In old age, development of a foreign accent can represent regression to an earlier mode of speech. In a younger person, the cause is more complex.
CASE HISTORY
A woman of 39 was referred with sudden onset of dense right hemiparesis, right facial weakness, dysphasia, dysphagia and dysarthria. CT of the brain showed an infarct in the area of the left internal capsule. She had a history of biatrial cardiomyopathy, persistent left atrial thrombus and paroxysmal atrial fibrillation/flutter, and the stroke had occurred despite adequate anticoagulation with warfarin. Carotid dopplers and thrombophilia screen were normal.

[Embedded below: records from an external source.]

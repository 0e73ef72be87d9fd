//! Record framing.
//!
//! Every record is stored as:
//!
//! ```text
//! ┌──────────────┬──────────────┬─────────────────┐
//! │ len (u32 LE) │ crc32 (u32)  │ payload (len)   │
//! └──────────────┴──────────────┴─────────────────┘
//! ```
//!
//! The checksum covers the payload only. A frame cut short by a crash is a
//! *torn tail* and is dropped on recovery; a complete frame with a bad
//! checksum followed by more data is reported as corruption.

use crate::error::{StorageError, StorageResult};

/// Size of the frame header in bytes.
pub const FRAME_HEADER_SIZE: usize = 8;

/// Largest payload accepted in a single frame (16 MiB).
pub const MAX_RECORD_SIZE: usize = 16 * 1024 * 1024;

/// Result of scanning a buffer of frames.
#[derive(Debug, Default, Clone, PartialEq, Eq)]
pub struct FrameScan {
    /// Payloads of every valid frame, in order.
    pub payloads: Vec<Vec<u8>>,
    /// Length of the valid prefix of the buffer.
    pub valid_len: u64,
    /// Whether bytes after `valid_len` were discarded as a torn tail.
    pub torn_tail: bool,
}

/// Encodes a payload into a frame.
///
/// # Errors
///
/// Returns [`StorageError::RecordTooLarge`] if the payload exceeds
/// [`MAX_RECORD_SIZE`].
pub fn encode_frame(payload: &[u8]) -> StorageResult<Vec<u8>> {
    if payload.len() > MAX_RECORD_SIZE {
        return Err(StorageError::RecordTooLarge {
            len: payload.len(),
            max: MAX_RECORD_SIZE,
        });
    }

    let mut frame = Vec::with_capacity(FRAME_HEADER_SIZE + payload.len());
    frame.extend_from_slice(&(payload.len() as u32).to_le_bytes());
    frame.extend_from_slice(&compute_crc32(payload).to_le_bytes());
    frame.extend_from_slice(payload);
    Ok(frame)
}

/// Decodes every frame in `data`.
///
/// # Errors
///
/// Returns [`StorageError::Corrupted`] when a complete frame fails its
/// checksum and is not the last frame in the buffer.
pub fn decode_frames(data: &[u8]) -> StorageResult<FrameScan> {
    let mut scan = FrameScan::default();
    let mut offset = 0usize;

    while offset < data.len() {
        let remaining = data.len() - offset;
        if remaining < FRAME_HEADER_SIZE {
            scan.torn_tail = true;
            break;
        }

        let len = read_u32(data, offset) as usize;
        let crc = read_u32(data, offset + 4);
        if len > MAX_RECORD_SIZE || remaining - FRAME_HEADER_SIZE < len {
            scan.torn_tail = true;
            break;
        }

        let start = offset + FRAME_HEADER_SIZE;
        let end = start + len;
        let payload = &data[start..end];
        if compute_crc32(payload) != crc {
            if end == data.len() {
                scan.torn_tail = true;
                break;
            }
            return Err(StorageError::Corrupted {
                offset: offset as u64,
                reason: format!("checksum mismatch for {len} byte record"),
            });
        }

        scan.payloads.push(payload.to_vec());
        offset = end;
        scan.valid_len = offset as u64;
    }

    Ok(scan)
}

fn read_u32(data: &[u8], offset: usize) -> u32 {
    u32::from_le_bytes([
        data[offset],
        data[offset + 1],
        data[offset + 2],
        data[offset + 3],
    ])
}

/// Computes CRC32 checksum for data.
pub fn compute_crc32(data: &[u8]) -> u32 {
    // IEEE polynomial, reflected
    const CRC32_TABLE: [u32; 256] = {
        let mut table = [0u32; 256];
        let mut i = 0;
        while i < 256 {
            let mut crc = i as u32;
            let mut j = 0;
            while j < 8 {
                if crc & 1 != 0 {
                    crc = (crc >> 1) ^ 0xEDB8_8320;
                } else {
                    crc >>= 1;
                }
                j += 1;
            }
            table[i] = crc;
            i += 1;
        }
        table
    };

    let mut crc = 0xFFFF_FFFF_u32;
    for &byte in data {
        let index = ((crc ^ u32::from(byte)) & 0xFF) as usize;
        crc = (crc >> 8) ^ CRC32_TABLE[index];
    }
    !crc
}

Speech and language therapy concentrated on communication, since her dysphagia resolved spontaneously. After two weeks of intensive therapy she regained some fluidity of speech with minimal dysarthria, although she still experienced frustration with word-finding. In the third week her speech improved quickly. During routine questioning a distinct change in accent was noted. This was particularly apparent during protracted answers: she sounded like a French person speaking English. All the listeners who characterized her accent as French-sounding were Irish nationals with English as their first language. She had never resided outside Ireland and English was her native language. She was fully aware of her speech production difficulties. Her spontaneous speech was characterized by altered rhythm, stress patterns and prosodic features considered atypical for her accent. An equalization of stress across her sentences created an impression of syllable-timed speech. This explains why listeners perceived her accent as French. There was no evidence of reduced articulatory agility: rather, she was making adaptations/alterations to her native phonological system. Foreign accent syndrome (FAS) was therefore diagnosed. Her accent became more pronounced as the fluidity of speech improved and persisted beyond discharge, at which time she was independent in daily living despite a residual hemiparesis.
COMMENT
FAS is an acquired inability to make normal phonemic and phonetic contrasts of native dialect, distinct from the typical dysarthrias or apraxias of speech following cerebral damage.1 Most cases are due to stroke but some have followed trauma. The rapidity of emergence of the foreign accent after speech return suggests that it is more than a simple compensatory phenomenon. In patients whose details have been reported the lesions have usually been small and in the region typically damaged in Broca's aphasia; yet the speech patterns of FAS and Broca's aphasia are not similar, nor do they seem to represent differences in severity along a continuum.2 There has been considerable variation in associated symptoms and the range of accents. The accent in FAS is generic rather than specific to any particular language. Speech in this syndrome is characterized by both prosodic and segmental defects, anomalous features reflecting patterns found in the normal sound structures of language though not necessarily of the patient's native language. The new speech pattern therefore does not violate the phonetic rules of natural language as do the other aphasias. The features may be abnormal for English but normal characteristics of natural language.3
This case underlines not only the very complex mechanisms involved in speech production: accent is a potent marker of personality, origin, culture, class and identity.4 Although the patient reported here was little concerned by the foreign accent, in an early report, just after the end of the German occupation a Norwegian woman suffered ostracism when she developed an apparent German accent from this cause.5 Speech and language therapy and counselling can help patients and their social circle cope with the phenomenon.